Three hyper-parameters control the size of output volume of the convolutional layer:
● Depth
The depth of the output volume controls the number of neurons in a layer that connect to the
same region of the input volume. These neurons learn to activate for different features in the
input. For example, if the first convolutional layer takes the raw image as input, then different
neurons along the depth dimension may activate in the presence of various oriented edges, or
blobs of color.
● Stride
Stride corresponds to the number of pixels by which the filter shifts or slides over the input.
When the stride is 1, the filter shifts by 1 pixel. It is uncommon to use stride more than 2. This
results in reduction in the spatial dimension of the output.
● Zero-padding
Zero-padding refers to the process of symmetrically adding zeros in the boundary of the input
matrix. It is a hyper-parameter that allows adjustment of spatial dimension of output. It is most
commonly used when the dimension of output of the convolutional layer is required to be
identical to the input.

b. Pooling layers
Another important concept of CNNs is pooling, which is a form of non-linear down-sampling.
There are several non-linear functions to implement pooling among which max pooling is the
most common. It partitions the input image into a set of non-overlapping rectangles and, for
each such sub-region, outputs the maximum. The intuition is that the exact location of a feature
is less important than its rough location relative to other features. The pooling layer serves to
progressively reduce the spatial size of the representation, to reduce the number of parameters
and amount of computation in the network, and hence to also control overfitting. It is common
to periodically insert a pooling layer between successive convolutional layers in a CNN
architecture. The pooling operation provides another form of translation invariance.
c. ReLU layer
ReLU is the abbreviation of Rectified Linear Units. This layer applies the non-saturating
activation function f(x)=max(0,x). It increases the nonlinear properties of the decision function
and of the overall network without affecting the receptive fields of the convolution layer. Other
functions are also used to increase nonlinearity, for example the saturating hyperbolic tangent
f(x)=tanh(x), f(x)=|tanh(x)|, and the sigmoid function f(x)=(1+e-x)-1. ReLU is often preferred
to other functions because it trains the neural network several times faster without a significant
penalty to generalization accuracy.

d. Fully Connected Layer


Finally, after several convolutional and max-pooling layers, the high-level reasoning in the
neural network is done via fully connected layers. Neurons in a fully connected layer have
connections to all activations in the previous layer, as seen in regular neural network.

Conv3D:

3D convolutions applies a 3 dimensional filter to the dataset and the filter moves 3-direction
(x, y, t) to calculate the low level feature representations. Their output shape is a 3 dimensional
volume space such as cube or cuboid. They are helpful in event detection in videos They are
not limited to 3d space but can also be applied to 2d space inputs such as images.
Figure 3D Convolution Network

3.2.3 Event Localization Module:

The extracted features of the video from the Convolutional Neural Network (C3D in our case)
will be fed at varying strides to a LSTM unit to generate a set of temporal events marked by
their start time and end time. Each such temporal event also has a hidden representation which
will then be fed into the captioning module for caption generation.

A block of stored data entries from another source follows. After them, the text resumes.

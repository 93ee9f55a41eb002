//! Pod API operations

use log::debug;
use serde_json::json;

use crate::error::{PodError, Result};

use super::client::RunPodClient;
use super::models::{MyselfData, Pod, PodData, PodResumeData, PodStopData};

/// Fields fetched for every pod
const POD_FIELDS: &str = "id name desiredStatus gpuCount \
    runtime { uptimeInSeconds ports { ip isIpPublic privatePort publicPort type } }";

impl RunPodClient {
    /// List every pod on the account
    pub async fn list_pods(&self) -> Result<Vec<Pod>> {
        let query = format!("query Pods {{ myself {{ pods {{ {} }} }} }}", POD_FIELDS);
        let data: MyselfData = self
            .graphql(&query, json!({}), "Failed to fetch pods")
            .await?;

        debug!("Fetched {} pods", data.myself.pods.len());
        Ok(data.myself.pods)
    }

    /// Get a single pod by id, `None` if it no longer exists
    pub async fn get_pod(&self, pod_id: &str) -> Result<Option<Pod>> {
        let query = format!(
            "query Pod($input: PodFilter) {{ pod(input: $input) {{ {} }} }}",
            POD_FIELDS
        );
        let data: PodData = self
            .graphql(
                &query,
                json!({ "input": { "podId": pod_id } }),
                &format!("Failed to fetch pod '{}'", pod_id),
            )
            .await?;

        debug!(
            "Pod '{}': {}",
            pod_id,
            data.pod.as_ref().map_or("missing", |p| p.status_label())
        );
        Ok(data.pod)
    }

    /// Request a stopped pod to power on
    pub async fn resume_pod(&self, pod_id: &str, gpu_count: u32) -> Result<()> {
        let query = "mutation PodResume($input: PodResumeInput!) { \
                     podResume(input: $input) { id desiredStatus } }";
        let data: PodResumeData = self
            .graphql(
                query,
                json!({ "input": { "podId": pod_id, "gpuCount": gpu_count } }),
                &format!("Failed to start pod '{}'", pod_id),
            )
            .await?;

        let result = data
            .pod_resume
            .ok_or_else(|| PodError::PodNotFound(pod_id.to_string()))?;
        debug!(
            "Resume requested for '{}', desired status {:?}",
            result.id, result.desired_status
        );
        Ok(())
    }

    /// Request a running pod to power off
    pub async fn stop_pod(&self, pod_id: &str) -> Result<()> {
        let query = "mutation PodStop($input: PodStopInput!) { \
                     podStop(input: $input) { id desiredStatus } }";
        let data: PodStopData = self
            .graphql(
                query,
                json!({ "input": { "podId": pod_id } }),
                &format!("Failed to stop pod '{}'", pod_id),
            )
            .await?;

        let result = data
            .pod_stop
            .ok_or_else(|| PodError::PodNotFound(pod_id.to_string()))?;
        debug!(
            "Stop requested for '{}', desired status {:?}",
            result.id, result.desired_status
        );
        Ok(())
    }
}

#[cfg(test)]
pub(crate) mod test_fixtures {
    use serde_json::{json, Value};

    /// Pod JSON as the provider returns it, with or without an SSH runtime
    pub fn pod_json(id: &str, name: &str, running: bool) -> Value {
        let runtime = if running {
            json!({
                "uptimeInSeconds": 12,
                "ports": [
                    {"ip": "213.173.1.5", "isIpPublic": true, "privatePort": 22, "publicPort": 40123, "type": "tcp"}
                ]
            })
        } else {
            Value::Null
        };
        json!({
            "id": id,
            "name": name,
            "desiredStatus": if running { "RUNNING" } else { "EXITED" },
            "gpuCount": 1,
            "runtime": runtime
        })
    }

    pub fn pod_response(id: &str, running: bool) -> Value {
        json!({ "data": { "pod": pod_json(id, "trainer", running) } })
    }
}
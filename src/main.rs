use probsync::kernel::services::adapters::{ensure_workspace_config, load_workspace_config};
use probsync::kernel::{sync_bus, SyncBusReceiver, WorkspaceManager};
use probsync::models::Problem;
use signal_hook::consts::{SIGINT, SIGTERM};
use std::path::{Path, PathBuf};
use std::process::ExitCode;
use std::sync::atomic::{AtomicBool, Ordering};
use std::sync::Arc;
use std::time::Duration;

mod logging;

const USAGE: &str = "usage: probsync <workspace> [problem.json ...]";

fn main() -> ExitCode {
    let mut args = std::env::args_os().skip(1);
    let Some(workspace) = args.next().map(PathBuf::from) else {
        eprintln!("{USAGE}");
        return ExitCode::FAILURE;
    };
    let problem_files: Vec<PathBuf> = args.map(PathBuf::from).collect();

    let logging = logging::init();
    if let Some(guard) = &logging {
        tracing::debug!(log_dir = %guard.log_dir().display(), "logging to file");
    }

    match run(&workspace, &problem_files) {
        Ok(()) => ExitCode::SUCCESS,
        Err(e) => {
            tracing::error!(error = %e, "probsync failed");
            eprintln!("probsync: {e}");
            ExitCode::FAILURE
        }
    }
}

fn run(workspace: &Path, problem_files: &[PathBuf]) -> Result<(), Box<dyn std::error::Error>> {
    ensure_workspace_config(workspace)?;
    let config = load_workspace_config(workspace)?;
    let (bus, mut events) = sync_bus();
    let mut manager = WorkspaceManager::open(workspace, config, bus)?;

    for path in problem_files {
        match load_problem(path) {
            Ok(problem) => {
                if let Err(e) = manager.add_problem(problem) {
                    tracing::error!(path = %path.display(), error = %e, "add problem failed");
                }
            }
            Err(e) => tracing::error!(path = %path.display(), error = %e, "load problem failed"),
        }
    }

    let shutdown = Arc::new(AtomicBool::new(false));
    signal_hook::flag::register(SIGINT, Arc::clone(&shutdown))?;
    signal_hook::flag::register(SIGTERM, Arc::clone(&shutdown))?;

    while !shutdown.load(Ordering::Relaxed) {
        log_events(&mut events);
    }

    tracing::info!(problems = manager.problem_count(), "shutting down");
    manager.close_all_problems(false)?;
    manager.stop();
    Ok(())
}

fn load_problem(path: &Path) -> Result<Problem, Box<dyn std::error::Error>> {
    let data = std::fs::read_to_string(path)?;
    Ok(serde_json::from_str(&data)?)
}

fn log_events(events: &mut SyncBusReceiver) {
    if let Ok(event) = events.recv_timeout(Duration::from_millis(200)) {
        tracing::info!(?event, "sync event");
    }
}
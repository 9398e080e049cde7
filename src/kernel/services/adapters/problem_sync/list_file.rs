//! Test list file codec: one `<name> <status...>` line per test case, in list
//! order.

use crate::models::{RunStatus, TestCase};

#[derive(Debug, Clone, PartialEq, Eq)]
pub struct ListEntry {
    pub name: String,
    pub status: RunStatus,
}

pub fn render(test_cases: &[TestCase]) -> String {
    let mut out = String::new();
    for test_case in test_cases {
        out.push_str(&test_case.list_line());
        out.push('\n');
    }
    out
}

/// Blank lines are skipped; everything after the first space is the status
/// column.
pub fn parse(content: &str) -> Vec<ListEntry> {
    content
        .lines()
        .map(|line| line.trim_end_matches('\r'))
        .filter(|line| !line.trim().is_empty())
        .map(|line| {
            let (name, status) = line.split_once(' ').unwrap_or((line, ""));
            ListEntry {
                name: name.to_string(),
                status: RunStatus::parse(status),
            }
        })
        .collect()
}

/// Positional agreement with the in-memory list. A file that disagrees in
/// length or in any name is unreliable as a whole.
pub fn matches_order(entries: &[ListEntry], test_cases: &[TestCase]) -> bool {
    entries.len() == test_cases.len()
        && entries
            .iter()
            .zip(test_cases)
            .all(|(entry, test_case)| entry.name == test_case.name())
}
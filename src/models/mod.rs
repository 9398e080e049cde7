//! Data models shared by the sync engine and its collaborators.

pub mod problem;
pub mod test_case;

pub use problem::{Limits, Problem, TestType};
pub use test_case::{RunStatus, TestCase};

3.2.4 Event Captioning Module:

One captioning approach could be to treat each event description individually and use a
captioning LSTM network to describe each one. However, most events in a video are correlated
and to capture such correlations, we design our captioning module to incorporate the context
from its neighbouring events. Long Short-Term Memory known as LSTM is one of the popular
variants of Recurrent Neural Network (RNN) with visual attention for generating one word at
every time step conditioned on a context vector, previous word and the previously generated
words. The visual attention mechanism allows the model to focus on the important part of the
video frame over others.

LSTM:
Figure. An LSTM Cell

The figure shows the LSTM implementation which we shall be using in our model. The square
dots in the LSTM cell imply projections with learnt weight vectors. The LSTM cell takes input
through the input gate and uses that input to modulate the memory. The forget gate erases the
memory cell and the output gate decides how this memory should be emitted. The contribution
made by each gate depends on the learnt weights. The LSTM can be represented using a simple
affine transformation with learned parameters as,

h_t=o_t° tanh⁡(c_t)

Here, it, ft, ct, ot, ht are the input, forget, memory, output and hidden states of the LSTM,
respectively. The vector z is the context vector capturing the visual information associated with
a particular input location. E is the embedding matrix. Let m and n denote the dimensionality
of embedding and LSTM respectively. σ denotes the logistic sigmoid function and ° denotes
the element-wise multiplication.
Context vector z represents the relevant part of the image input at time t. z can be calculated
using the attention model from the annotation vectors ai, (i … L) corresponding to the features
extracted from the CNN. We shall be using soft attention model [13] which provides relative
importance to the location i in blending the ai’s together. Weight (alpha) is defined for each
element in the annotation vector using the attention model (fatt) for which we use a multilayer
perceptron conditioned on the previously hidden state ht-1.
e_ti=f_att (a_i,h_(t-1))

α_ti=(exp⁡(e_ti))/(∑_(k=1)^L〖exp⁡(e_tk)〗)

Once the weights are computed, the context vector z is computed as,

z= ϕ({a_i },{α_i })

The ϕ function returns a single vector given the set of annotation vectors and the

corresponding weights. For the soft attention model we have,

ϕ({a_i },{α_i })= ∑_(i=1)^L〖α_(t,i) a_i 〗

This corresponds to feeding in a soft weighted context to the LSTM. So, LSTM gives

priority

to annotation vectors with higher weights while generating word sequences.

3.2.5 Output:

Our output is a set of sentences si ∈ S where si = (tstart, tend , {vj}) consists of the start and end
times for each sentence which is defined by a set of words vj ∈ V with differing lengths for
each sentence and V is our vocabulary set.

3.3 Training Method

The model developed shall be trained using stochastic gradient descent using adaptive learning
rate algorithms in laptops and computers with GPUs and high computation power.

Many large scale benchmark datasets are available for the training the model to learn the video
captioning task. Early works were analogous to the image captioning dataset which failed to
exploit the temporal structure of the video whereas the recent works has multiple sentences per
video that are semantically coherent:

1. Microsoft Video Description Corpus (MSVD) [11]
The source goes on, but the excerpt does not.